Foghorns In The Mist

Our Maddy of the Sorrows is back with another of her hand-wringing pieces. This time Madeleine Bunting is being sorrowful that real debates about religion are being drowned by the foghorn voices of the “New Atheists”. Funny that, I always thought that foghorns served a useful purpose of warning sailors lost in the mist that there were dangers ahead.

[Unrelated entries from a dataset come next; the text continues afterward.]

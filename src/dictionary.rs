//! Per-language article dictionary: the only place article IDs are minted.
//!
//! IDs are dense `u32`s handed out in increasing order, starting at `max + 1`
//! (or 0 for an empty dictionary). An assigned ID is never changed, reused or
//! deleted. New titles from one build are assigned in sorted title order, so
//! a rebuild from the same starting dictionary mints the same IDs.

use std::collections::{BTreeMap, BTreeSet, HashMap};
use std::path::{Path, PathBuf};
use std::sync::{Arc, Mutex};

use arrow::array::{ArrayRef, StringArray, UInt32Array};
use arrow::datatypes::DataType;
use arrow::record_batch::RecordBatch;
use tracing::{debug, info};

use crate::columnar::{read_parquet, write_parquet_atomic, Columns};
use crate::error::{GoldError, Result};
use crate::partition::PartitionAddress;

/// Table directory of the persisted dictionaries under the Gold root.
pub const DICTIONARY_TABLE: &str = "dimensions/articles";
pub const DICTIONARY_FILE: &str = "dict.parquet";

/// In-memory snapshot of one language's dictionary, plus any titles minted
/// since it was loaded.
#[derive(Debug, Clone)]
pub struct ArticleDictionary {
    lang: String,
    by_title: HashMap<String, u32>,
    by_id: BTreeMap<u32, String>,
    next_id: u64,
    minted: usize,
}

impl ArticleDictionary {
    pub fn empty(lang: impl Into<String>) -> Self {
        Self {
            lang: lang.into(),
            by_title: HashMap::new(),
            by_id: BTreeMap::new(),
            next_id: 0,
            minted: 0,
        }
    }

    /// Build a snapshot from persisted entries, rejecting duplicate IDs or titles.
    pub fn from_entries<I>(lang: impl Into<String>, entries: I) -> Result<Self>
    where
        I: IntoIterator<Item = (u32, String)>,
    {
        let mut dict = Self::empty(lang);
        for (id, title) in entries {
            if let Some(existing) = dict.by_id.get(&id) {
                return Err(dict.corruption(format!(
                    "article_id {id} maps to both {existing:?} and {title:?}"
                )));
            }
            if let Some(existing) = dict.by_title.get(&title) {
                return Err(dict.corruption(format!(
                    "title {title:?} maps to both {existing} and {id}"
                )));
            }
            dict.next_id = dict.next_id.max(u64::from(id) + 1);
            dict.by_title.insert(title.clone(), id);
            dict.by_id.insert(id, title);
        }
        Ok(dict)
    }

    fn corruption(&self, reason: String) -> GoldError {
        GoldError::DictionaryCorruption {
            lang: self.lang.clone(),
            reason,
        }
    }

    pub fn lang(&self) -> &str {
        &self.lang
    }

    pub fn len(&self) -> usize {
        self.by_id.len()
    }

    pub fn is_empty(&self) -> bool {
        self.by_id.is_empty()
    }

    /// Titles minted since this snapshot was loaded or last flushed.
    pub fn minted(&self) -> usize {
        self.minted
    }

    pub fn get(&self, title: &str) -> Option<u32> {
        self.by_title.get(title).copied()
    }

    pub fn contains_id(&self, article_id: u32) -> bool {
        self.by_id.contains_key(&article_id)
    }

    /// Existing ID for `title`, or the next unused one.
    pub fn resolve(&mut self, title: &str) -> Result<u32> {
        if let Some(id) = self.get(title) {
            return Ok(id);
        }
        let id = u32::try_from(self.next_id)
            .map_err(|_| self.corruption("article_id space exhausted".to_string()))?;
        self.next_id += 1;
        self.minted += 1;
        self.by_title.insert(title.to_string(), id);
        self.by_id.insert(id, title.to_string());
        Ok(id)
    }

    /// Resolve a batch of titles, minting unseen ones in sorted order.
    /// Returns how many were new.
    pub fn resolve_all<'t, I>(&mut self, titles: I) -> Result<usize>
    where
        I: IntoIterator<Item = &'t str>,
    {
        let unseen: BTreeSet<&str> = titles
            .into_iter()
            .filter(|title| !self.by_title.contains_key(*title))
            .collect();
        for title in &unseen {
            self.resolve(title)?;
        }
        Ok(unseen.len())
    }

    fn to_record_batch(&self) -> Result<RecordBatch> {
        let schema = schema! {
            "article_id" => DataType::UInt32, false;
            "title" => DataType::Utf8, false;
        };
        let ids: ArrayRef = Arc::new(UInt32Array::from_iter_values(self.by_id.keys().copied()));
        let titles: ArrayRef = Arc::new(StringArray::from_iter_values(
            self.by_id.values().map(String::as_str),
        ));
        Ok(record_batch!(schema, ids, titles)?)
    }
}

/// Loads and flushes dictionaries under `<gold>/dimensions/articles`, and
/// hands out one lock per language so resolve+flush never interleaves within
/// a language while different languages proceed in parallel.
#[derive(Debug)]
pub struct DictionaryManager {
    gold_root: PathBuf,
    locks: Mutex<HashMap<String, Arc<Mutex<()>>>>,
}

impl DictionaryManager {
    pub fn new(gold_root: impl Into<PathBuf>) -> Self {
        Self {
            gold_root: gold_root.into(),
            locks: Mutex::new(HashMap::new()),
        }
    }

    pub fn path_for(&self, lang: &str) -> PathBuf {
        self.gold_root
            .join(DICTIONARY_TABLE)
            .join(PartitionAddress::language(lang).relative_dir())
            .join(DICTIONARY_FILE)
    }

    /// Exclusive-access handle for `lang`. Hold the guard across load, resolve and flush.
    pub fn language_lock(&self, lang: &str) -> Arc<Mutex<()>> {
        let mut locks = self.locks.lock().unwrap_or_else(|e| e.into_inner());
        locks.entry(lang.to_string()).or_default().clone()
    }

    /// Read the persisted dictionary, or start an empty one.
    pub fn load(&self, lang: &str) -> Result<ArticleDictionary> {
        let path = self.path_for(lang);
        if !path.exists() {
            debug!(lang, "no dictionary yet, starting empty");
            return Ok(ArticleDictionary::empty(lang));
        }
        let entries = read_entries(&path).map_err(|e| match e {
            GoldError::DictionaryCorruption { .. } => e,
            other => GoldError::DictionaryCorruption {
                lang: lang.to_string(),
                reason: other.to_string(),
            },
        })?;
        let dict = ArticleDictionary::from_entries(lang, entries)?;
        debug!(lang, entries = dict.len(), "loaded dictionary");
        Ok(dict)
    }

    /// Persist `dict`, replacing the previous file atomically.
    ///
    /// A no-op when nothing was minted and the file already exists.
    pub fn flush(&self, dict: &mut ArticleDictionary) -> Result<()> {
        let path = self.path_for(dict.lang());
        if dict.minted() == 0 && path.exists() {
            return Ok(());
        }
        write_parquet_atomic(&path, &dict.to_record_batch()?)?;
        info!(
            lang = dict.lang(),
            entries = dict.len(),
            added = dict.minted(),
            "flushed article dictionary"
        );
        dict.minted = 0;
        Ok(())
    }
}

fn read_entries(path: &Path) -> Result<Vec<(u32, String)>> {
    let mut entries = Vec::new();
    for batch in read_parquet(path)? {
        let columns = Columns::new(path, &batch);
        let ids = columns.uint32(&["article_id", "id"])?;
        let titles = columns.strings(&["title"])?;
        columns.require_non_null("article_id", &ids)?;
        columns.require_non_null("title", &titles)?;
        entries.extend(
            ids.values()
                .iter()
                .zip(titles.iter().flatten())
                .map(|(id, title)| (*id, title.to_string())),
        );
    }
    Ok(entries)
}

#[cfg(test)]
mod tests {
    use super::*;
    use tempfile::TempDir;

    #[test]
    fn resolve_is_stable_and_starts_at_zero() {
        let mut dict = ArticleDictionary::empty("en");
        let a = dict.resolve("A").unwrap();
        let b = dict.resolve("B").unwrap();
        assert_eq!((a, b), (0, 1));
        assert_eq!(dict.resolve("A").unwrap(), a);
        assert_eq!(dict.minted(), 2);
        assert_eq!(dict.get("B"), Some(b));
    }

    #[test]
    fn resolve_all_mints_in_title_order() {
        let mut dict = ArticleDictionary::from_entries("en", vec![(7, "Zeta".to_string())]).unwrap();
        let added = dict.resolve_all(["Gamma", "Alpha", "Zeta", "Alpha"]).unwrap();
        assert_eq!(added, 2);
        assert_eq!(dict.get("Alpha"), Some(8));
        assert_eq!(dict.get("Gamma"), Some(9));
        assert_eq!(dict.get("Zeta"), Some(7));
    }

    #[test]
    fn titles_are_exact_match() {
        let mut dict = ArticleDictionary::empty("es");
        let plain = dict.resolve("Titulo con acento").unwrap();
        let accented = dict.resolve("Título con acento").unwrap();
        let upper = dict.resolve("TÍTULO CON ACENTO").unwrap();
        assert_ne!(plain, accented);
        assert_ne!(accented, upper);
    }

    #[test]
    fn duplicate_entries_are_corruption() {
        let dup_id = ArticleDictionary::from_entries(
            "en",
            vec![(1, "A".to_string()), (1, "B".to_string())],
        );
        assert!(matches!(dup_id, Err(GoldError::DictionaryCorruption { .. })));

        let dup_title = ArticleDictionary::from_entries(
            "en",
            vec![(1, "A".to_string()), (2, "A".to_string())],
        );
        assert!(matches!(dup_title, Err(GoldError::DictionaryCorruption { .. })));
    }

    #[test]
    fn ids_survive_flush_and_reload_without_reuse() {
        let tmp = TempDir::new().unwrap();
        let manager = DictionaryManager::new(tmp.path());

        let mut seen = BTreeSet::new();
        let mut assigned: Vec<(String, u32)> = Vec::new();
        for round in 0..5 {
            let mut dict = manager.load("en").unwrap();
            for (title, id) in &assigned {
                assert_eq!(dict.get(title), Some(*id));
            }
            let titles: Vec<String> = (0..10).map(|i| format!("round{round}-{i}")).collect();
            dict.resolve_all(titles.iter().map(String::as_str)).unwrap();
            for title in &titles {
                let id = dict.get(title).unwrap();
                assert!(seen.insert(id), "id reused");
                assigned.push((title.clone(), id));
            }
            manager.flush(&mut dict).unwrap();
        }
        assert_eq!(manager.load("en").unwrap().len(), 50);
        assert!(manager.load("fr").unwrap().is_empty());
    }

    #[test]
    fn unreadable_dictionary_is_corruption() {
        let tmp = TempDir::new().unwrap();
        let manager = DictionaryManager::new(tmp.path());
        let path = manager.path_for("en");
        std::fs::create_dir_all(path.parent().unwrap()).unwrap();
        std::fs::write(&path, b"garbage").unwrap();

        assert!(matches!(
            manager.load("en"),
            Err(GoldError::DictionaryCorruption { .. })
        ));
        assert_eq!(std::fs::read(&path).unwrap(), b"garbage");
    }

    #[test]
    fn language_locks_are_shared_per_language() {
        let manager = DictionaryManager::new("/unused");
        let en = manager.language_lock("en");
        assert!(Arc::ptr_eq(&en, &manager.language_lock("en")));
        assert!(!Arc::ptr_eq(&en, &manager.language_lock("fr")));
    }
}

It’s a strange piece. She quotes approvingly folks such as Alain de Botton, John Gray, Karen Armstrong and Mark Vernon – all of whom seem to me to be taking the simple trusting faiths of the faithful into a looking-glass world where it becomes de rigueur to believe six impossible things before every breakfast. Indeed, Madeleine apparently believes the same:

Intriguingly, where Gray, Armstrong and Vernon all end up is with the apophatic tradition of theology. Apophatic is a word no longer even in my dictionary, but it’s a major tradition of Christian thought, and central to the thinking of St Augustine and St Thomas Aquinas: it is the idea that God is ineffable and beyond powers of description. S/he can be experienced by religious practice, but as Armstrong puts it: "In the past, people knew we could say nothing about God. Certain forms of knowledge only come with practice." It makes the boundary between belief in God and agnosticism much more porous than commonly assumed.

Bunting quotes Armstrong as saying:

What "belief" used to mean, and still does in some traditions, is the idea of "love", "commitment", "loyalty": saying you believe in Jesus or God or Allah is a statement of commitment. Faith is not supposed to be about signing up to a set of propositions but practising a set of principles.

I’m all for the idea of “love”, “commitment” and “loyalty”, but these I try to express towards my fellow human beings, not towards some mythical monsters. Frankly, I’d far rather be warned about life’s dangers by the sound of foghorns than be seduced by the cruel songs of sirens.

Update: As usual, Ophelia dissects Bunting’s piece to reveal the nonsense and stupidity within. Oh, and perhaps it’s just me, but do I detect just the faintest whiff of sour grapes in Maddy’s crack that “Richard Dawkins could stump up for the crates of champagne out of his sumptuous royalties from The God Delusion”?